Stored data entries:
──────────────────────────────

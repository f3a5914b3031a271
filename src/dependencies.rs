use rustc_hash::FxHashMap;
use std::any::{type_name, TypeId};
use std::cell::RefCell;

use crate::errors::ResolutionError;
use crate::service::Service;
use crate::service_id::ServiceId;

/// One declared dependency of a constructible type: which capability fills
/// which trailing constructor slot.
#[derive(Debug, Clone, Copy, PartialEq, Eq)]
pub struct ServiceDependency {
    pub id: ServiceId,
    pub slot: usize,
}

/// Declarative side table mapping each constructible type to its ordered
/// `(identifier, slot)` dependency list.
///
/// Populated by explicit [`declare`](DependencyTable::declare) calls; the
/// engine only ever reads it. Slot indices come after any static-argument
/// slots and must be unique per type.
#[derive(Default)]
pub struct DependencyTable {
    entries: RefCell<FxHashMap<TypeId, Vec<ServiceDependency>>>,
}

impl DependencyTable {
    pub fn new() -> Self {
        Self::default()
    }

    /// Declare the dependency slots of `T`. Re-declaring a type replaces
    /// its previous list. Duplicate slot indices are rejected.
    pub fn declare<T: Service>(
        &self,
        deps: impl IntoIterator<Item = (ServiceId, usize)>,
    ) -> Result<(), ResolutionError> {
        let mut list: Vec<ServiceDependency> = deps
            .into_iter()
            .map(|(id, slot)| ServiceDependency { id, slot })
            .collect();
        list.sort_by_key(|dep| dep.slot);
        for pair in list.windows(2) {
            if pair[0].slot == pair[1].slot {
                return Err(ResolutionError::InvalidDeclaration {
                    type_name: type_name::<T>().to_string(),
                    reason: format!(
                        "slot {} declared for both '{}' and '{}'",
                        pair[0].slot, pair[0].id, pair[1].id
                    ),
                });
            }
        }
        self.entries.borrow_mut().insert(TypeId::of::<T>(), list);
        Ok(())
    }

    /// The declared dependencies of a type, sorted by slot. Empty for
    /// types that never declared any.
    pub fn dependencies_of(&self, type_id: TypeId) -> Vec<ServiceDependency> {
        self.entries
            .borrow()
            .get(&type_id)
            .cloned()
            .unwrap_or_default()
    }

    pub fn has(&self, type_id: TypeId) -> bool {
        self.entries.borrow().contains_key(&type_id)
    }
}

#[cfg(test)]
mod tests {
    use super::*;

    struct Alpha;
    impl Service for Alpha {}

    #[test]
    fn undeclared_type_has_no_dependencies() {
        let table = DependencyTable::new();
        assert!(table.dependencies_of(TypeId::of::<Alpha>()).is_empty());
        assert!(!table.has(TypeId::of::<Alpha>()));
    }

    #[test]
    fn dependencies_come_back_sorted_by_slot() {
        let table = DependencyTable::new();
        let log = ServiceId::new("deps-test-log");
        let store = ServiceId::new("deps-test-store");
        table
            .declare::<Alpha>([(store, 2), (log, 1)])
            .expect("valid declaration");

        let deps = table.dependencies_of(TypeId::of::<Alpha>());
        assert_eq!(deps.len(), 2);
        assert_eq!(deps[0], ServiceDependency { id: log, slot: 1 });
        assert_eq!(deps[1], ServiceDependency { id: store, slot: 2 });
    }

    #[test]
    fn duplicate_slots_are_rejected() {
        let table = DependencyTable::new();
        let a = ServiceId::new("deps-test-a");
        let b = ServiceId::new("deps-test-b");
        let err = table.declare::<Alpha>([(a, 0), (b, 0)]).unwrap_err();
        assert!(matches!(err, ResolutionError::InvalidDeclaration { .. }));
    }

    #[test]
    fn redeclaring_replaces_the_list() {
        let table = DependencyTable::new();
        let a = ServiceId::new("deps-test-c");
        let b = ServiceId::new("deps-test-d");
        table.declare::<Alpha>([(a, 0)]).expect("first declaration");
        table.declare::<Alpha>([(b, 0)]).expect("second declaration");

        let deps = table.dependencies_of(TypeId::of::<Alpha>());
        assert_eq!(deps.len(), 1);
        assert_eq!(deps[0].id, b);
    }
}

──────────────────────────────

## What you will do
In the records, which lines mention the word "InvalidDeclaration"? Copy those lines.

## Solution to this task
                return Err(ResolutionError::InvalidDeclaration {
        assert!(matches!(err, ResolutionError::InvalidDeclaration { .. }));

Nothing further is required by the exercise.